Rafael bekerja di Honduras, menghasilkan sekitar $ 120 sebulan, yang cukup untuk memberi makan dan pakaian anak-anaknya ketika mereka memiliki rumah sendiri. Itu tidak lagi terjadi setelah badai, ketika dia hanya memiliki sekitar $ 20 tersisa setelah membayar sewa.

“Ada peluang yang lebih baik di Meksiko,” kata Rafael, yang tidak berencana pergi ke AS. Dia berharap bisa mendapatkan pekerjaan di Meksiko untuk mengirim uang ke rumah untuk perawatan medis putrinya.

Otoritas Guatemala telah mengirim kembali sekitar 1.000 orang ke Honduras. Beberapa memilih untuk kembali, sementara yang lain terpaksa kembali dari daerah perbatasan dan pos pemeriksaan yang didirikan di sepanjang jalan raya di beberapa bagian negara itu.

Marlen Munoz dihentikan di blokade Vado Hondo pada hari Sabtu. Dia duduk di bawah tenda kanopi malam itu, mengawasi anak-anaknya yang sedang tidur, yang berusia enam, 14, dan 15 tahun.

“Dari Kamis ketika kami tiba di [terminal bus San Pedro Sula] hingga sekarang, saya belum tidur,” kata Munoz kepada Al Jazeera. “Perjalanannya sulit.”

Sebelum pandemi COVID-19, Munoz membersihkan rumah dan menjual produk kecantikan agar cukup untuk memberi makan keluarganya di sebuah desa sekitar 44 mil (71 km) selatan San Pedro Sula. Tetapi dia kehilangan semua pekerjaannya ketika pemerintah menerapkan langkah-langkah penguncian virus corona yang ketat.

"Saya seorang ibu tunggal," kata Munoz, yang berharap bisa mencapai AS. “Terkadang kami makan dan terkadang tidak.”

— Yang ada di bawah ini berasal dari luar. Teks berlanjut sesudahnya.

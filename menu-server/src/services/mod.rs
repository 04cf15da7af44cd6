//! HTTP 服务组装

pub mod http;

pub use http::{build_app, build_router};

Ketika sekelompok orang Honduras menerobos garis militer dan polisi pada hari Sabtu, Munoz menangkap anak-anaknya dan melarikan diri dari daerah itu kembali ke perbatasan, mengkhawatirkan keselamatan anak-anaknya. Dia mengatakan dia tahu mereka mungkin pada akhirnya akan dipaksa untuk kembali ke rumah, tetapi memutuskan untuk menunggu dan melihat, mengawasi kehadiran militer dan polisi.

“Kami berharap mereka akan membiarkan kami lewat,” katanya.